→ **What is expected**: With both ends included, repeat exactly the lines of the entries below from the one containing "assert!(!retried.cached);" down to the one containing "cache.get_or_search(&k2, || async", and no others.

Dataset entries
//! Search result cache: ranking, invalidation, corpus change races.

mod common;

use std::sync::Arc;
use std::sync::atomic::{AtomicUsize, Ordering};
use std::time::Duration;

use mimir::cache::{
    MemorySharedCache, SearchResultCache, SharedCache, TieredCache, TieredCacheConfig,
};
use mimir::providers::{CorpusListener, InMemoryVectorIndex, VectorIndex};
use mimir::{FilterConditions, MimirError, PassageMetadata, SearchQuery, SearchResult};

use common::{keyword_vector, medical_index, passage};

fn result(id: &str, score: f32) -> SearchResult {
    SearchResult::new(id, score, id, "snippet", PassageMetadata::new("doc"))
}

fn search_cache() -> SearchResultCache {
    SearchResultCache::new(Arc::new(TieredCache::local_only()), "keyword-v1")
}

fn key(cache: &SearchResultCache, query: &str) -> String {
    cache.key_for(query, 5, 0.3, &FilterConditions::new())
}

async fn must_not_search() -> mimir::Result<Vec<SearchResult>> {
    panic!("expected a cache hit")
}

#[tokio::test]
async fn results_are_ranked_and_cached() {
    let cache = search_cache();
    let k = key(&cache, "hypertension");

    let first = cache
        .get_or_search(&k, || async {
            Ok(vec![result("b", 0.5), result("c", 0.9), result("a", 0.5), result("n", f32::NAN)])
        })
        .await
        .unwrap();
    assert!(!first.cached);
    let ids: Vec<_> = first.value.iter().map(|r| r.passage_id.as_str()).collect();
    assert_eq!(ids, ["c", "a", "b"], "NaN dropped, ties broken by id");

    let second = cache.get_or_search(&k, must_not_search).await.unwrap();
    assert!(second.cached);
    assert_eq!(second.value, first.value);
}

#[tokio::test]
async fn empty_results_are_cached() {
    let cache = search_cache();
    let k = key(&cache, "xyzzy");

    cache.get_or_search(&k, || async { Ok(Vec::new()) }).await.unwrap();
    let hit = cache.get_or_search(&k, must_not_search).await.unwrap();
    assert!(hit.cached);
    assert!(hit.value.is_empty());
}

#[tokio::test]
async fn search_errors_are_not_cached() {
    let cache = search_cache();
    let k = key(&cache, "q");

    let err = cache
        .get_or_search(&k, || async { Err(MimirError::Http("index down".into())) })
        .await
        .unwrap_err();
    assert!(matches!(err, MimirError::Http(_)));

    let retried = cache
        .get_or_search(&k, || async { Ok(vec![result("a", 0.8)]) })
        .await
        .unwrap();
    assert!(!retried.cached);
}

#[test]
fn parameters_take_part_in_the_key() {
    let cache = search_cache();
    let none = FilterConditions::new();
    let mut cardiology = FilterConditions::new();
    cardiology.insert("specialty".into(), serde_json::json!("cardiology"));

    let base = cache.key_for("q", 5, 0.3, &none);
    assert_ne!(base, cache.key_for("q", 6, 0.3, &none));
    assert_ne!(base, cache.key_for("q", 5, 0.31, &none));
    assert_ne!(base, cache.key_for("q", 5, 0.3, &cardiology));
    assert_ne!(base, cache.key_for("q2", 5, 0.3, &none));
    assert!(base.starts_with("search:"));

    let other_model = SearchResultCache::new(Arc::new(TieredCache::local_only()), "other-model");
    assert_ne!(base, other_model.key_for("q", 5, 0.3, &none));
}

#[tokio::test]
async fn invalidate_namespace_drops_only_search_entries() {
    let shared = Arc::new(MemorySharedCache::new());
    let l2: Arc<dyn SharedCache> = shared.clone();
    let tiered = Arc::new(TieredCache::init(TieredCacheConfig::new(), Some(l2)).unwrap());
    let cache = SearchResultCache::new(tiered.clone(), "keyword-v1");

    let k1 = key(&cache, "a");
    let k2 = key(&cache, "b");
    cache.get_or_search(&k1, || async { Ok(vec![result("x", 0.9)]) }).await.unwrap();
    cache.get_or_search(&k2, || async { Ok(vec![result("y", 0.9)]) }).await.unwrap();
    tiered.set("embed:keep", b"v".to_vec(), Duration::from_secs(60)).await;

    let before = cache.epoch();
    assert_eq!(cache.invalidate_namespace().await, 2);
    assert_eq!(cache.epoch(), before + 1);

    assert!(!shared.contains(&k1));
    assert!(!shared.contains(&k2));
    assert!(shared.contains("embed:keep"));
    let again = cache
        .get_or_search(&k1, || async { Ok(vec![result("x", 0.7)]) })
        .await
        .unwrap();
    assert!(!again.cached);
    assert_eq!(again.value[0].score, 0.7);
}

#[tokio::test(flavor = "multi_thread", worker_threads = 2)]
async fn invalidation_during_search_prevents_caching() {
    let cache = Arc::new(search_cache());
    let k = key(&cache, "q");

    let searching = {
        let cache = cache.clone();
        let k = k.clone();
        tokio::spawn(async move {
            cache
                .get_or_search(&k, || async {
                    tokio::time::sleep(Duration::from_millis(100)).await;
                    Ok(vec![result("stale", 0.9)])
                })
                .await
        })
    };

    tokio::time::sleep(Duration::from_millis(20)).await;
    cache.invalidate_namespace().await;

    let stale = searching.await.unwrap().unwrap();
    assert!(!stale.cached);
    assert_eq!(stale.value[0].passage_id, "stale");

    let calls = AtomicUsize::new(0);
    let fresh = cache
        .get_or_search(&k, || async {
            calls.fetch_add(1, Ordering::SeqCst);
            Ok(vec![result("fresh", 0.9)])
        })
        .await
        .unwrap();
    assert_eq!(calls.load(Ordering::SeqCst), 1, "stale results must not be served");
    assert_eq!(fresh.value[0].passage_id, "fresh");
}

#[tokio::test(flavor = "multi_thread", worker_threads = 2)]
async fn invalidation_during_shared_read_is_not_served_later() {
    let shared = Arc::new(MemorySharedCache::new().with_latency(Duration::from_millis(100)));
    let node = |shared: &Arc<MemorySharedCache>| {
        let l2: Arc<dyn SharedCache> = shared.clone();
        let tiered = Arc::new(TieredCache::init(TieredCacheConfig::new(), Some(l2)).unwrap());
        Arc::new(SearchResultCache::new(tiered, "keyword-v1"))
    };
    let other_node = node(&shared);
    let cache = node(&shared);
    let k = key(&cache, "hypertension");

    other_node
        .get_or_search(&k, || async { Ok(vec![result("stale", 0.9)]) })
        .await
        .unwrap();

    let reading = {
        let cache = cache.clone();
        let k = k.clone();
        tokio::spawn(async move {
            cache
                .get_or_search(&k, || async { Ok(vec![result("fresh", 0.9)]) })
                .await
        })
    };
    tokio::time::sleep(Duration::from_millis(20)).await;
    cache.invalidate_namespace().await;

    let raced = reading.await.unwrap().unwrap();
    assert!(!raced.cached);
    assert_eq!(raced.value[0].passage_id, "fresh");

    let calls = AtomicUsize::new(0);
    let after = cache
        .get_or_search(&k, || async {
            calls.fetch_add(1, Ordering::SeqCst);
            Ok(vec![result("fresh", 0.9)])
        })
        .await
        .unwrap();
    assert_eq!(calls.load(Ordering::SeqCst), 1, "invalidated entry must not come back");
    assert!(!after.cached);
    assert_eq!(after.value[0].passage_id, "fresh");
}

#[tokio::test]
async fn corpus_changes_invalidate_through_listener() {
    let index = medical_index().await;
    let cache = Arc::new(search_cache());
    let listener: Arc<dyn CorpusListener> = cache.clone();
    index.add_listener(listener);

    let query = SearchQuery {
        vector: keyword_vector("hypertension treatment"),
        top_k: 3,
        score_threshold: 0.0,
        filter: FilterConditions::new(),
    };
    let k = cache.key_for("hypertension treatment", 3, 0.0, &FilterConditions::new());

    let run = |index: Arc<InMemoryVectorIndex>, query: SearchQuery| async move {
        index.search(&query).await
    };

    let first = cache
        .get_or_search(&k, || run(index.clone(), query.clone()))
        .await
        .unwrap();
    assert!(!first.cached);
    let epoch = cache.epoch();

    index
        .upsert_document(
            "guideline-htn-2025",
            vec![passage(
                "htn-new",
                "guideline-htn-2025",
                "Updated guidance",
                "Hypertension treatment guidance.",
            )],
        )
        .await
        .unwrap();
    assert_eq!(cache.epoch(), epoch + 1);

    let second = cache
        .get_or_search(&k, || run(index.clone(), query.clone()))
        .await
        .unwrap();
    assert!(!second.cached);
    assert!(second.value.iter().any(|r| r.passage_id == "htn-new"));

    assert!(index.remove_document("guideline-htn-2025").await);
    assert_eq!(cache.epoch(), epoch + 2);
    assert!(!index.remove_document("guideline-htn-2025").await);
    assert_eq!(cache.epoch(), epoch + 2, "no-op removal does not invalidate");
}

#[tokio::test]
async fn corrupt_entry_is_replaced() {
    let tiered = Arc::new(TieredCache::local_only());
    let cache = SearchResultCache::new(tiered.clone(), "keyword-v1");
    let k = key(&cache, "q");
    tiered.set(&k, b"{not json".to_vec(), Duration::from_secs(60)).await;

    let resolved = cache
        .get_or_search(&k, || async { Ok(vec![result("a", 0.5)]) })
        .await
        .unwrap();
    assert!(!resolved.cached);
    assert_eq!(resolved.value.len(), 1);
}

→ **Result for this task**:
    assert!(!retried.cached);
}

#[test]
fn parameters_take_part_in_the_key() {
    let cache = search_cache();
    let none = FilterConditions::new();
    let mut cardiology = FilterConditions::new();
    cardiology.insert("specialty".into(), serde_json::json!("cardiology"));

    let base = cache.key_for("q", 5, 0.3, &none);
    assert_ne!(base, cache.key_for("q", 6, 0.3, &none));
    assert_ne!(base, cache.key_for("q", 5, 0.31, &none));
    assert_ne!(base, cache.key_for("q", 5, 0.3, &cardiology));
    assert_ne!(base, cache.key_for("q2", 5, 0.3, &none));
    assert!(base.starts_with("search:"));

    let other_model = SearchResultCache::new(Arc::new(TieredCache::local_only()), "other-model");
    assert_ne!(base, other_model.key_for("q", 5, 0.3, &none));
}

#[tokio::test]
async fn invalidate_namespace_drops_only_search_entries() {
    let shared = Arc::new(MemorySharedCache::new());
    let l2: Arc<dyn SharedCache> = shared.clone();
    let tiered = Arc::new(TieredCache::init(TieredCacheConfig::new(), Some(l2)).unwrap());
    let cache = SearchResultCache::new(tiered.clone(), "keyword-v1");

    let k1 = key(&cache, "a");
    let k2 = key(&cache, "b");
    cache.get_or_search(&k1, || async { Ok(vec![result("x", 0.9)]) }).await.unwrap();
    cache.get_or_search(&k2, || async { Ok(vec![result("y", 0.9)]) }).await.unwrap();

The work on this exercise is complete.